Philosophical Friday: Longinus and Sublimity

Longinus was a Hellenistic Jew, or at least an author familiar with Jewish culture, from the 1st century CE. He is most well known for his work On Sublimity. In this work, he argues that the best literature is sublime. Though difficult to identify in literature, he identifies five sources of sublimity: great thoughts, strong and inspired emotion, certain kinds of figures, noble diction, and dignified and elevated word-arrangement. Each of these points, he suggests, is a place where the audience of literature can come into contact with the sublime.

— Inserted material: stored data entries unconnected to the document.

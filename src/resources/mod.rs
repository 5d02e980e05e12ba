// ABOUTME: Read-only access to configuration-management resources on the server.
// ABOUTME: Fetches configurations and components, and looks up creation factories.

mod component;
mod configuration;
mod lookup;

pub use component::{Component, component_configurations, fetch_component};
pub use configuration::{Configuration, fetch_configuration};
pub use lookup::{FactoryLookup, ServiceProviderLookup};

use crate::oslc::vocab::media;
use crate::oslc::{Graph, GraphError};
use crate::transport::{Request, Transport, TransportError};

/// Errors reading resources.
#[derive(Debug, thiserror::Error)]
pub enum ResourceError {
    #[error(transparent)]
    Transport(#[from] TransportError),

    #[error("unexpected status {status} reading {url}")]
    UnexpectedStatus { url: String, status: u16 },

    #[error("invalid RDF from {url}: {source}")]
    Rdf {
        url: String,
        #[source]
        source: GraphError,
    },

    #[error("{url} does not describe a {what}")]
    NotDescribed { url: String, what: &'static str },

    #[error("no creation factory for {resource_type} in {service_provider}")]
    NoCreationFactory {
        service_provider: String,
        resource_type: String,
    },
}

/// GET an RDF document. 404 and 410 mean the resource is gone and yield `None`.
pub(crate) async fn read_graph<T: Transport + ?Sized>(
    transport: &T,
    url: &str,
) -> Result<Option<Graph>, ResourceError> {
    let response = transport
        .send(Request::get(url).oslc().accept(media::RDF_XML))
        .await?;
    match response.status {
        200 => Graph::parse(response.content_type(), &response.body)
            .map(Some)
            .map_err(|source| ResourceError::Rdf {
                url: url.to_string(),
                source,
            }),
        404 | 410 => {
            tracing::debug!(url, status = response.status, "resource not found");
            Ok(None)
        }
        status => Err(ResourceError::UnexpectedStatus {
            url: url.to_string(),
            status,
        }),
    }
}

What, though, is the sublime? He comments: “When a man of a sense and literary experience hears something many times over, and it fails to dispose his mind to greatness or to leave him with more to reflect upon than was contained in the mere words, but comes instead to seem valueless on repeated inspection, this is not true sublimity; it endures only for the moment of hearing. Real sublimity contains much food for reflection, is difficult or rather impossible to resist, and makes a strong and ineffaceable impression on the memory” [1]. As Jacqueline Vayntrub carefully describes in her volume Beyond Orality, this very notion of literature and poetry becomes a keys in describing and organizing biblical poetry during the modern period.

It is worth noting the underlying philosophical and theoretical principles which inform, support, and frame Longinus’ understanding of the sublime. His notion of the sublime is based on a broad generalization about humans, namely that humans have “in our minds from the start an irresistible desire for anything which is great and, in relation to ourselves, supernatural” [2].  He proceeds by describing how people admire the large rivers, not the little streams. Likewise, people feel awe before volcanoes, not candles.

In pointing to this, I wish to make one observation: the way we describe the quality of literature and engage with it is often informed by the way we describe the quality of nature and engage with it. This is certainly the case with Longinus. Underlying his notion of sublimity is an assumption about how humans relate to nature.

[1] The Norton Anthology of Theory and Criticism, 148.

[2] The Norton Anthology of Theory and Criticism, 161.